Nested mutexes and priority inheritance (again)

Hi! For the last day and a bit, I’ve been debugging a problem with nested mutexes and priority inheritance on FreeRTOS 9.0.0. The flow was as follows (mutexes are FS and SPI, Task3 has priority 3, Task1 has 1): Task1: Take(FS), Take(SPI); Task3: Take(SPI) — taken, Task1 inherits priority 3 Task1: Give(SPI) — but xTaskPriorityDisinherit seems to fail, as it also holds the FS mutex Task1: Take(SPI) …. until Give(SPI), Give(FS). Task3: takes spi and does it’s job. However, the FS operation is quite long and should have been interrupted by Task3. After I looked at the code I realized, that the priority inheritance algorithm is extremely simplified and doesn’t handle our case, due to multiple mutexes taken at the same time. This is fine, however, it would be nice if the documentation would alert us to the limitations, as even after knowing what the problem is, I only found out some information in the forums. There seems to be some reference to the docs, but I didn’t find it. Furthermore, do you have any suggestion on how to solve the problem above? Obviously I need to make sure that the priority gets disinherited, and I probably could write some code myself to do that in the task (as it gives back the mutex, decrease the priority). Other solution is to use mutexes only when the priority inheritance is necessary and binary semaphores everywhere else. However, I’ve got the feeling that both solutions will come and bite me back later. Thanks!

Nested mutexes and priority inheritance (again)

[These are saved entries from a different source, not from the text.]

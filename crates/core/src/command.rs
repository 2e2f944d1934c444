// Copyright (C) 2026 Fred Clausen
// Use of this source code is governed by an MIT-style
// license that can be found in the LICENSE file or at
// https://opensource.org/licenses/MIT.

use confreview_domain::{
    ContributionId, JudgementSlot, LinkedObject, NotificationSetting, ProtectionMode, ReviewRole,
    ReviewingMode, TeamRole, UserId,
};
use time::PrimitiveDateTime;

/// A command represents user or system intent as data only.
///
/// Commands are the only way to request state changes. Each one applies to
/// a single conference.
#[derive(Debug, Clone, PartialEq, Eq)]
pub enum Command {
    /// Change the reviewing mode.
    SetReviewingMode { mode: ReviewingMode },
    /// Replace the verdicts judgements may use.
    SetStates { states: Vec<String> },
    /// Replace the content reviewing questions.
    SetReviewingQuestions { questions: Vec<String> },
    /// Replace the layout criteria.
    SetLayoutCriteria { criteria: Vec<String> },
    /// Delete a paper template.
    DeleteTemplate { template_id: String },
    /// Replace the competences of a user.
    SetCompetences {
        user: UserId,
        competences: Vec<String>,
    },
    /// Set the conference default due date for a role.
    SetDefaultDueDate {
        role: ReviewRole,
        due: PrimitiveDateTime,
    },
    /// Set the default due date for abstract reviewers.
    SetAbstractReviewerDefaultDueDate { due: PrimitiveDateTime },
    /// Enable or disable an automatic notification.
    SetNotification {
        setting: NotificationSetting,
        enabled: bool,
    },

    /// Make `user` the referee of every listed contribution.
    AssignReferee {
        contributions: Vec<ContributionId>,
        user: UserId,
    },
    /// Remove the referee from every listed contribution.
    RemoveReferee { contributions: Vec<ContributionId> },
    /// Make `user` the editor of every listed contribution.
    AssignEditor {
        contributions: Vec<ContributionId>,
        user: UserId,
    },
    /// Remove the editor from every listed contribution.
    RemoveEditor { contributions: Vec<ContributionId> },
    /// Add `user` as a reviewer of every listed contribution.
    AddReviewer {
        contributions: Vec<ContributionId>,
        user: UserId,
    },
    /// Remove `user` from the reviewers of every listed contribution.
    RemoveReviewer {
        contributions: Vec<ContributionId>,
        user: UserId,
    },
    /// Remove every reviewer from the listed contributions.
    RemoveAllReviewers { contributions: Vec<ContributionId> },

    /// Add users to a conference team.
    AddTeamMembers { role: TeamRole, users: Vec<UserId> },
    /// Remove a user from a conference team, dropping their matching
    /// contribution assignments first.
    RemoveTeamMember { role: TeamRole, user: UserId },

    /// Set a due date on the current review cycle of a contribution.
    SetDueDate {
        contribution: ContributionId,
        role: ReviewRole,
        due: PrimitiveDateTime,
    },
    /// Record a verdict.
    SetVerdict {
        contribution: ContributionId,
        slot: JudgementSlot,
        verdict: String,
    },
    /// Replace judgement comments.
    SetComments {
        contribution: ContributionId,
        slot: JudgementSlot,
        comments: String,
    },
    /// Answer one criterion.
    SetAnswer {
        contribution: ContributionId,
        slot: JudgementSlot,
        question: String,
        value: i64,
    },
    /// Submit or withdraw a judgement.
    ToggleSubmitted {
        contribution: ContributionId,
        slot: JudgementSlot,
        author: UserId,
    },

    /// Create a titled attachment folder.
    CreateFolder {
        link: LinkedObject,
        title: String,
        description: String,
        protection: ProtectionMode,
        is_always_visible: bool,
    },
    /// Add a link attachment to a folder, or to the default folder of
    /// `link` when no folder is named.
    AddAttachment {
        link: LinkedObject,
        folder_id: Option<u64>,
        title: String,
        link_url: String,
    },
}

impl Command {
    /// Name recorded as the audit action.
    #[must_use]
    pub const fn name(&self) -> &'static str {
        match self {
            Self::SetReviewingMode { .. } => "SetReviewingMode",
            Self::SetStates { .. } => "SetStates",
            Self::SetReviewingQuestions { .. } => "SetReviewingQuestions",
            Self::SetLayoutCriteria { .. } => "SetLayoutCriteria",
            Self::DeleteTemplate { .. } => "DeleteTemplate",
            Self::SetCompetences { .. } => "SetCompetences",
            Self::SetDefaultDueDate { .. } => "SetDefaultDueDate",
            Self::SetAbstractReviewerDefaultDueDate { .. } => "SetAbstractReviewerDefaultDueDate",
            Self::SetNotification { .. } => "SetNotification",
            Self::AssignReferee { .. } => "AssignReferee",
            Self::RemoveReferee { .. } => "RemoveReferee",
            Self::AssignEditor { .. } => "AssignEditor",
            Self::RemoveEditor { .. } => "RemoveEditor",
            Self::AddReviewer { .. } => "AddReviewer",
            Self::RemoveReviewer { .. } => "RemoveReviewer",
            Self::RemoveAllReviewers { .. } => "RemoveAllReviewers",
            Self::AddTeamMembers { .. } => "AddTeamMembers",
            Self::RemoveTeamMember { .. } => "RemoveTeamMember",
            Self::SetDueDate { .. } => "SetDueDate",
            Self::SetVerdict { .. } => "SetVerdict",
            Self::SetComments { .. } => "SetComments",
            Self::SetAnswer { .. } => "SetAnswer",
            Self::ToggleSubmitted { .. } => "ToggleSubmitted",
            Self::CreateFolder { .. } => "CreateFolder",
            Self::AddAttachment { .. } => "AddAttachment",
        }
    }
}
// Copyright (C) 2026 Fred Clausen
// Use of this source code is governed by an MIT-style
// license that can be found in the LICENSE file or at
// https://opensource.org/licenses/MIT.

use confreview_domain::DomainError;

/// Errors that can occur during state transitions.
#[derive(Debug, Clone, PartialEq, Eq)]
pub enum CoreError {
    /// A domain rule was violated.
    DomainViolation(DomainError),
}

impl std::fmt::Display for CoreError {
    fn fmt(&self, f: &mut std::fmt::Formatter<'_>) -> std::fmt::Result {
        match self {
            Self::DomainViolation(err) => write!(f, "Domain violation: {err}"),
        }
    }
}

impl std::error::Error for CoreError {}

impl From<DomainError> for CoreError {
    fn from(err: DomainError) -> Self {
        Self::DomainViolation(err)
    }
}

Sorry for the delay in replying: You are right that the priority inheritance mechanism is simplified. It was considered the best compromise between code size and functionality. A full priority inheritance mechanism is very complex and involves stacking priorities, two way associations, priority ordered lists of tasks waiting on mutexes, etc. As it is, if a task takes two mutexes, it will not di-inherit any inherited priority until both mutexes have been given back. I’ve just looked in the book, and you are right, this does need documenting better (at all). Version 9.0.1, which is currently only available from the SVN repository directly, had some work done on improving prioritiy inheritance, but I can’t recall exactly what (without looking through the check-in comments). It may be the code can be re-factored to avoid the situation you describe, but that would require a lot more information on your system and some time to determine (which is outside the scope of our support here).

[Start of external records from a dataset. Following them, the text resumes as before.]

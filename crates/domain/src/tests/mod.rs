// Copyright (C) 2026 Fred Clausen
// Use of this source code is governed by an MIT-style
// license that can be found in the LICENSE file or at
// https://opensource.org/licenses/MIT.

#![allow(clippy::unwrap_used, clippy::expect_used)]

mod error;
mod folders;
mod types;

Nested mutexes and priority inheritance (again)

Hi! No problem at all, I’m glad you answered! I looked at the new code, if you meant 2478, which is the only one talking about priority inheritance. Unfortunately, it solves issues when the higher priority task times-out before the task inheriting it’s priority returned the mutex. This doesn’t apply to our case. However, I have devised another approach to our problem — we will use BinarySemaphore in place of mutex, where the inheritance isn’t necessary. If I read the code correctly, using BinarySemaphore doesn’t increase the task’s uxMutexesHeld, as the sempahore isn’t a mutex (uxQueueType isn’t queueQUEUEISMUTEX). As such, it won’t intefere with the priority inheritance of the few mutexes that actually need this feature. It will however be the same size and have the same semantics. Does this solution look right? Especially if there are other differences between the BinarySemaphore and Mutex — the documentation doesn’t mention anything and I haven found any other differences in the code. Thanks!

Nested mutexes and priority inheritance (again)

You are correct – the only difference between the binary semaphore and a mutex is the priority inheritance.